▶ [Problem description]
Search term "impl": please show all lines in the listing that contain it.

══ Dataset extract ══

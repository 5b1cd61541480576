//! Unified error type for the data layer

use thiserror::Error;

/// Errors from the analytical store, the dataset registry, and ingest
#[derive(Error, Debug)]
pub enum DataError {
    /// DuckDB error (analytical store)
    #[error("DuckDB error: {0}")]
    Database(#[from] duckdb::Error),

    /// IO error
    #[error("IO error: {0}")]
    Io(#[from] std::io::Error),

    /// Statement timeout
    #[error("Query timeout after {timeout_secs}s")]
    Timeout { timeout_secs: u64 },

    /// Unknown dataset id
    #[error("Dataset not found: {dataset_id}")]
    DatasetNotFound { dataset_id: String },

    /// Column not present in the dataset schema
    #[error("Column not found: {column}")]
    ColumnNotFound { column: String },

    /// File could not be loaded into the store
    #[error("Ingest failed: {0}")]
    Ingest(String),
}

impl DataError {
    pub fn ingest(message: impl Into<String>) -> Self {
        Self::Ingest(message.into())
    }
}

═══

▶ [Exercise solution]
impl DataError {
    pub fn ingest(message: impl Into<String>) -> Self {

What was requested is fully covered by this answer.